The shared test configuration in conftest.py provides:

  • Auto-skip outside the VM: pytest_ignore_collect checks os.geteuid() == 0 and os.access("/root", os.W_OK). Tests are silently skipped when run on the host or in CI.
  • run(cmd, timeout=10): Shell command helper returning CompletedProcess. All tests use this instead of calling subprocess directly.
  • output_dir fixture: Returns /root/tests (created automatically via autouse fixture). Tests that write temp files use this shared directory.

Layered Testing

Section titled “Layered Testing”

test_network.py orders tests from L1 (guest plumbing) through L7 (throughput) so that a failure at a lower layer immediately pinpoints the root cause. If L2 (net-proxy TCP) fails, there is no point debugging L4 (HTTP over MITM) — the proxy is not listening.
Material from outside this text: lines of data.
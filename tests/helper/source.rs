//! Stub collaborators replacing the distribution server and Docker Hub

use std::collections::HashMap;

use async_trait::async_trait;

use gildas_release::release::error::RegistryError;
use gildas_release::release::registry::TagRegistry;
use gildas_release::release::source::ReleaseSource;
use gildas_release::release::types::{PackageKind, Tree};

/// Release source serving fixed listings; unset listings are empty
#[derive(Default)]
pub struct StubSource {
    releases: HashMap<(PackageKind, Tree), Vec<String>>,
}

impl StubSource {
    pub fn new() -> Self {
        Self::default()
    }

    pub fn with_releases(mut self, package: PackageKind, tree: Tree, releases: Vec<&str>) -> Self {
        self.releases.insert(
            (package, tree),
            releases.into_iter().map(|r| r.to_string()).collect(),
        );
        self
    }
}

#[async_trait]
impl ReleaseSource for StubSource {
    async fn fetch_releases(
        &self,
        package: PackageKind,
        tree: Tree,
    ) -> Result<Vec<String>, RegistryError> {
        Ok(self.releases.get(&(package, tree)).cloned().unwrap_or_default())
    }
}

/// Tag registry returning fixed tags, or failing like an unreachable registry
pub struct StubRegistry {
    tags: Option<Vec<String>>,
}

impl StubRegistry {
    pub fn with_tags(tags: Vec<&str>) -> Self {
        Self {
            tags: Some(tags.into_iter().map(|t| t.to_string()).collect()),
        }
    }

    pub fn unavailable() -> Self {
        Self { tags: None }
    }
}

#[async_trait]
impl TagRegistry for StubRegistry {
    async fn fetch_tags(&self, _repository: &str) -> Result<Vec<String>, RegistryError> {
        match &self.tags {
            Some(tags) => Ok(tags.clone()),
            None => Err(RegistryError::InvalidResponse(
                "Unexpected status: 503 Service Unavailable".to_string(),
            )),
        }
    }
}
This structure eliminates cascading false failures.

Parametrization

Section titled “Parametrization”

Several tests use @pytest.mark.parametrize to cover lists of items with a single test function:

  • Domain lists: test_dns_all_resolve_to_local checks 5 domains, test_ai_provider_domain_blocked checks 2 AI providers
  • Env vars: test_ca_env_var_set checks 3 CA-related environment variables
  • Binaries: test_ai_cli_installed, test_ai_cli_in_login_shell, test_ai_cli_help each check 3 AI CLIs
  • Runtimes: test_runtime_version checks 6 dev tools
  • Utilities: test_utility_available checks 39 unix utilities
  • Writable paths: test_writable_mounts checks 5 paths

The test_sandbox.py file also uses a fixture-based parametrization pattern for guest binary paths, yielding each existing binary path to test_guest_binary_not_writable and test_guest_binary_executable.

Adding New Tests

Section titled “Adding New Tests”
  1. Add test functions to the appropriate guest/artifacts/diagnostics/test_<category>.py file, or create a new test_<category>.py.
  2. Use from conftest import run for shell commands and the output_dir fixture for temp files.
  3. Tests auto-skip outside the capsem VM — conftest checks for root user with writable /root.
  4. Run just run "capsem-doctor" to test. Initrd repacking picks up modified diagnostics/ files automatically.
  5. For new rootfs-level changes (packages, configs), run just build-assets instead.